Aruba, a Hewlett Packard Enterprise company, has announced a pair of enhancements to their Internet of Things [IoT] portfolio. The big one is Aruba ClearPass Device Insight, which provides a single pane of glass for device visibility of all devices, wired and wireless, which uses automated device discovery, and machine learning-based fingerprinting and identification. They have also followed up last November’s introduction of the Aruba 510 Series, their first 802.11ax access points, with the Aruba 530 and 550 Series APs.
“Aruba ClearPass Device Insight is a single pane of glass device identification solution that shows all devices, wired and wireless, and is ideally suited for IoT as well,” said Paul Kaspian Head of Product Marketing, Security, Aruba Security Solutions.

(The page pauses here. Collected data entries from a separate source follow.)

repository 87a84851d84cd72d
//! Core processor implementation.
//!
//! This module contains the privileged state of a hart and the operations the
//! dispatch loop performs on it: CSR access, trap raising, privilege transitions,
//! and the MMU-fault bridge.

/// Architecture-specific components (CSRs, counters, interrupts, privilege modes).
pub mod arch;

/// CPU core implementation (CSR dispatch, traps, MMU-fault bridge).
pub mod cpu;

pub use self::cpu::Cpu;
use crate::secret::SecretString;
use http::HeaderValue;

/// Renders the `Authorization` value for a JWT.
///
/// A credential that already contains a space carries its own scheme
/// (`"Bearer xyz"`, `"Basic ..."`) and is passed through verbatim; a bare
/// token gets `Bearer ` prepended. Returns `None` when the result is not a
/// valid header value.
pub fn authorization_value(jwt: &SecretString) -> Option<HeaderValue> {
    let raw = jwt.expose();
    let mut value = if raw.contains(' ') {
        HeaderValue::from_str(raw).ok()?
    } else {
        HeaderValue::from_str(&format!("Bearer {}", raw)).ok()?
    };
    value.set_sensitive(true);
    Some(value)
}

Customers have used different tools like NMAP, SNMP and WMI for this in the past, but Kaspian said that because they typically indicate static attributes of devices, they are not very effective in IoT devices.
“With the tools they have used, they either don’t see them at all, or they appear simply as Linux or Windows connections, but they didn’t know what they were,” he said. “This gives them a single pane of glass to show it in a granular way rather than a generic one. It uses a clever technology from Aruba’s Data Science Laboratory, that uses Deep Packet Inspection, machine learning and crowdsourcing to look at all sorts of behavioral attributes. It then automates the discovery and fingerprinting of all the devices. A security camera will be identified as a security camera, for example, rather than as a generic ‘Windows device.’” Once the devices are fully identified, IT teams can automate authentication and policy enforcement down to the device and user level, and can automatically quarantine or remove from the network a device that displays abnormal behavior.

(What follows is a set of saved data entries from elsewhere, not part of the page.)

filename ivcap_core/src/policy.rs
use crate::endpoint::RequestError;
use core::time::Duration;
use http::header::{ACCEPT, HeaderName};
use http::{HeaderMap, HeaderValue};

/// Headers, query and timeout of one request, filled by the client and then
/// by the endpoint.
#[derive(Debug, Default)]
pub struct Policy {
    headers: HeaderMap,
    query: Vec<(String, String)>,
    timeout: Option<Duration>,
    // Set once the endpoint has set or removed Accept itself.
    accept_explicit: bool,
}

impl Policy {
    pub fn new() -> Self {
        Self::default()
    }

    #[inline]
    pub fn timeout(&self) -> Option<Duration> {
        self.timeout
    }

    #[inline]
    pub fn set_timeout(&mut self, d: Option<Duration>) {
        self.timeout = d;
    }

    pub fn headers(&self) -> &HeaderMap {
        &self.headers
    }

    pub fn query(&self) -> &[(String, String)] {
        &self.query
    }

    pub fn insert_header(&mut self, name: HeaderName, value: HeaderValue) {
        if name == ACCEPT {
            self.accept_explicit = true;
        }
        self.headers.insert(name, value);
    }

    /// Sets a header from caller data.
    pub fn set_header(&mut self, name: &'static str, value: &str) -> Result<(), RequestError> {
        let hn = HeaderName::from_bytes(name.as_bytes())
            .map_err(|_| RequestError::InvalidHeader(name))?;
        let hv = HeaderValue::from_str(value).map_err(|_| RequestError::InvalidHeader(name))?;
        self.insert_header(hn, hv);
        Ok(())
    }

    pub fn set_header_opt(
        &mut self,
        name: &'static str,
        value: Option<&str>,
    ) -> Result<(), RequestError> {
        match value {
            Some(v) => self.set_header(name, v),
            None => Ok(()),
        }
    }

    /// Decoder-driven Accept. Leaves an Accept the endpoint set or removed alone.
    pub fn ensure_accept(&mut self, ct: &'static str) {
        if ct.is_empty() || self.accept_explicit {
            return;
        }
        self.headers.insert(ACCEPT, HeaderValue::from_static(ct));
    }

    /// Appends, duplicates allowed.
    pub fn push_query(&mut self, key: &str, value: impl Into<String>) {
        self.query.push((key.to_string(), value.into()));
    }

    pub fn push_query_opt<V: ToString>(&mut self, key: &str, value: Option<V>) {
        if let Some(v) = value {
            self.push_query(key, v.to_string());
        }
    }

    pub fn into_parts(self) -> (HeaderMap, Vec<(String, String)>, Option<Duration>) {
        (self.headers, self.query, self.timeout)
    }
}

“We see a huge opportunity for this in health care, and several of our beta customers are there,” Kaspian said. “There you have benign things like clocks but also many kinds of measurement machines. “One hospital found they had 249 Primex clocks connected to the network, and had not known that facilities teams had connected these clocks. Another found a digital sign in a stack area. The sign was connecting to over 100 different countries, was completely compromised and they didn’t even know it was connected to the network. That’s important for security – the additional visibility – and ties it back from an enforcement standpoint. We have 8000 customers today using ClearPass Policy Manager. By integrating this new visibility, they can also remove devices from the network.”
Retail will be another strong use case, with a different set of devices, for bar code tags and POS.

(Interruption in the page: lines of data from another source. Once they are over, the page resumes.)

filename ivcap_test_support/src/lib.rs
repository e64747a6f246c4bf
mod assert;
mod mock;

pub use assert::*;
pub use mock::*;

“Partners see this as a good sales opportunity, because it provides a lot of value very quickly,” Kaspian said. There will be ‘Aha’ moments when customers see boxes not being connected. They also see the advantages of this from a services standpoint, around defining and executing best practices. They can provide services around that. And it opens the door for other conversations.”
Aruba has also expanded its portfolio of next-generation 802.11ax [Wi-Fi 6] IoT-ready access points with the new 530 and 550 Series APs, following the first series, the 510, announced in November. The 510 series was the first to add new capabilities from the 802.11ax standard, such as the ability to put APs into sleep mode to save power in low use times. The 510 series also integrated Bluetooth 5 [BLE 5] into its access points, combined with an integrated Zigbee radio, in order to open up new Internet of Things use cases. The new models have the same capabilities, but have higher throughput, to support higher device densities.
“The higher performance of these new models make them ideal for large public venues and stadiums,” Kaspian said.
ClearPass Device Insight will begin initial customer shipments in April 2019 with a one-year subscription cost starting at $USD 1,260 for 100 devices. The Aruba 530 and 550 Series AP will be available in April 2019. The base list price is $USD 1,495 for the 530 Series and $USD 1,895 for the 550 Series.